Sarah Melrose, general manager, ADMATIC, says the conversation with staff was open and honest at all times.

Staff at offices in Sydney, Auckland and Melbourne experienced different stages of the pandemic at different times.

“We’ve recently gone back to the office one day a week in Sydney as a trial, but
we’ve found that our people unanimously prefer to continue working from home,” says Melrose.

“We are all now very comfortable with the flexibility that working from home brings.

“If you’d asked me six months ago whether we could function with the whole team out of office, I would never have believed it, but here we are – a fully functioning, productive WFH team.”

Working virtually allows the agency to pull in the best talent for meetings and projects, regardless of where those people are located.

“Of course, ADMATIC could have done this before, and we certainly had the technology, but it really took a pandemic to fully appreciate this,” she says

“Although WFH life is working well, new client meetings and pitches are still a challenge over Zoom. There are many things missing from a traditional face-to-face meeting – the connection is lost (sometimes literally).”

Phil Benedictus, CEO, Benedictus Media Buying & Planning, says his agency played it safe and went into lockdown a few of weeks before NSW.

“Operationally, the team were already routinely holding video conference meetings with most clients and using tools like Slack and Trello internally so in functional terms the move to remote working was reassuringly smooth,” he says.

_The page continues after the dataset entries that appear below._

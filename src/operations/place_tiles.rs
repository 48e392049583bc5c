use crate::error::{BoundaryError, GeometryError, Result};
use crate::math::{Point2, Point3, TOLERANCE};
use crate::mesh::TriangleMesh;
use crate::operations::{BuildMesh, Decompose};
use crate::room::Boundary;
use crate::tiling::{
    GridFrame, JointStrip, MaskPolygon, TileGrid, TileLayout, TilePlacement, TileSpec,
};

/// Minimum offset between the first grid line and the room's minimum
/// extent.
///
/// A zero offset would lay grid lines exactly onto room edges, and the
/// mask outline would degenerate against them. The first grid line
/// therefore always starts at least this far outside the room.
pub const MIN_GRID_OFFSET: f64 = 0.001;

/// Relative area slack under which the grid rectangle counts as fully
/// covered by the room and no mask mesh is built.
const COVERAGE_EPS: f64 = 1e-9;

/// A contiguous run of grid cells along one axis.
struct AxisSpan {
    start: f64,
    count: usize,
}

/// Lays out candidate cells along one axis and culls the cells that do
/// not overlap the extent `[min, max]`.
///
/// The run starts `offset` below `min`, where `offset` keeps every grid
/// line on an exact cell multiple from the local origin, so the anchor
/// stays on a grid line. Cells whose overlap with the extent is within
/// tolerance carry no tile and are dropped; the kept cells form one
/// contiguous run because the extent is an interval.
#[allow(
    clippy::cast_possible_truncation,
    clippy::cast_precision_loss,
    clippy::cast_sign_loss
)]
fn axis_span(min: f64, max: f64, cell: f64) -> AxisSpan {
    let offset = (cell - (-min).rem_euclid(cell)).max(MIN_GRID_OFFSET);
    let candidates = ((max - min + offset) / cell).ceil().max(1.0) as usize;
    let grid_min = min - offset;

    let mut start = grid_min;
    let mut count = 0;
    for k in 0..candidates {
        let lo = grid_min + k as f64 * cell;
        let hi = lo + cell;
        if hi.min(max) - lo.max(min) > TOLERANCE {
            if count == 0 {
                start = lo;
            }
            count += 1;
        }
    }
    AxisSpan { start, count }
}

fn lift(p: Point2, elevation: f64) -> Point3 {
    Point3::new(p.x, elevation, p.y)
}

/// Computes a tile layout covering a closed room outline.
///
/// The grid is anchored at `origin`, with rows advancing toward `toward`
/// and columns to the right of that direction. It is sized past the room
/// on every side and then culled down to the cells that overlap it. The
/// layout carries the per-tile placements, a mask covering the margin
/// between the room outline and the grid rectangle, and grout strips for
/// every cut edge.
pub struct PlaceTiles {
    tile: TileSpec,
    origin: Point3,
    toward: Point3,
}

impl PlaceTiles {
    /// Creates a new `PlaceTiles` operation. The grid elevation follows
    /// `origin`.
    #[must_use]
    pub fn new(tile: TileSpec, origin: Point3, toward: Point3) -> Self {
        Self {
            tile,
            origin,
            toward,
        }
    }

    /// Executes the layout computation. The same inputs always produce
    /// the same layout.
    ///
    /// # Errors
    ///
    /// Returns `BoundaryError::NotClosed` if the outline is still open,
    /// `GeometryError::ZeroVector` if the facing direction is vertical,
    /// and `GeometryError::Degenerate` for non-positive tile dimensions,
    /// an outline without area, or a mask outline that cannot be
    /// decomposed.
    #[allow(clippy::cast_precision_loss)]
    pub fn execute(&self, boundary: &Boundary) -> Result<TileLayout> {
        if !boundary.is_closed() {
            return Err(BoundaryError::NotClosed.into());
        }
        if self.tile.width <= 0.0 || self.tile.height <= 0.0 || self.tile.joint_gap < 0.0 {
            return Err(
                GeometryError::Degenerate("tile dimensions must be positive".into()).into(),
            );
        }
        let room_area = boundary.area();
        if room_area < TOLERANCE {
            return Err(
                GeometryError::Degenerate("room outline encloses no area".into()).into(),
            );
        }

        let frame = GridFrame::new(self.origin, self.toward)?;
        let elevation = self.origin.y;

        // Extents are seeded with the local origin so the grid always
        // reaches the anchor, even when it sits outside the room.
        let mut min = Point2::origin();
        let mut max = Point2::origin();
        for p in boundary.points() {
            let l = frame.to_local(*p);
            min.x = min.x.min(l.x);
            min.y = min.y.min(l.y);
            max.x = max.x.max(l.x);
            max.y = max.y.max(l.y);
        }

        let (cell_width, cell_height) = self.tile.cell();
        let cols = axis_span(min.x, max.x, cell_width);
        let rows = axis_span(min.y, max.y, cell_height);
        if cols.count == 0 || rows.count == 0 {
            return Err(
                GeometryError::Degenerate("tile grid does not overlap the room".into()).into(),
            );
        }

        let mut placements = Vec::with_capacity(rows.count * cols.count);
        for row in 0..rows.count {
            for column in 0..cols.count {
                let center = Point2::new(
                    cols.start + (column as f64 + 0.5) * cell_width,
                    rows.start + (row as f64 + 0.5) * cell_height,
                );
                placements.push(TilePlacement {
                    row,
                    column,
                    position: frame.to_world(center, elevation),
                });
            }
        }

        let grid = TileGrid {
            rows: rows.count,
            columns: cols.count,
            cell_width,
            cell_height,
            start_position: placements[0].position,
            right: *frame.right(),
            forward: *frame.forward(),
        };

        let span_x = cols.count as f64 * cell_width;
        let span_y = rows.count as f64 * cell_height;
        let corners = [
            Point2::new(cols.start, rows.start),
            Point2::new(cols.start + span_x, rows.start),
            Point2::new(cols.start + span_x, rows.start + span_y),
            Point2::new(cols.start, rows.start + span_y),
        ];
        let outer: Vec<Point2> = corners.iter().map(|c| frame.to_ground(*c)).collect();
        let hole = boundary.points().to_vec();

        let rect_area = span_x * span_y;
        let mask_mesh = if rect_area - room_area < rect_area * COVERAGE_EPS {
            TriangleMesh::new()
        } else {
            let pieces = Decompose::new(outer.clone())
                .with_holes(vec![hole.clone()])
                .execute()?;
            BuildMesh::new(pieces).with_elevation(elevation).execute()?
        };

        let mut joint_strips = Vec::with_capacity(4 + boundary.len());
        for (i, corner) in outer.iter().enumerate() {
            joint_strips.push(JointStrip {
                start: lift(*corner, elevation),
                end: lift(outer[(i + 1) % outer.len()], elevation),
                width: self.tile.joint_gap,
            });
        }
        let room = boundary.points();
        for (i, corner) in room.iter().enumerate() {
            joint_strips.push(JointStrip {
                start: lift(*corner, elevation),
                end: lift(room[(i + 1) % room.len()], elevation),
                width: self.tile.joint_gap,
            });
        }

        Ok(TileLayout {
            grid,
            placements,
            mask_polygon: MaskPolygon { outer, hole },
            mask_mesh,
            joint_strips,
        })
    }
}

The key approach has been a lot more virtual meetings to allow discussion, keep up morale and keep working optimally as a team.

“Full team Zoom WIPs three times a week, and weekly digital team WIPs, Managers’ WIPs, Marketing/Bus Dev WIPs, Client WIPs,” he says.

“I also called around for virtual one on one tea/drinks with each team member to check in during lockdown.

“Also important has been keeping up team social functions: Virtual fancy dress team drinks and games on Fridays under lockdown, face-to-face events now we are working to a hybrid model. Similarly face to face meetings with clients/media where possible.”

He says remote working allows efficient use of time. No commute, no travel times to meetings. Less time spent on make-up and getting dressed.

“From a human perspective I think it has made the team appreciate each other and each other’s company even more and to value the enjoyment we get from doing great work together as a team,” he says.

But the lack of face-to-face contact does negatively impact, from training to driving new business.

“We are also very aware of the impact that lockdown and the uncertainty of the pandemic has had generally on mental wellbeing society-wide and the need to find ways to keep up team morale and check everyone is ok,” he says.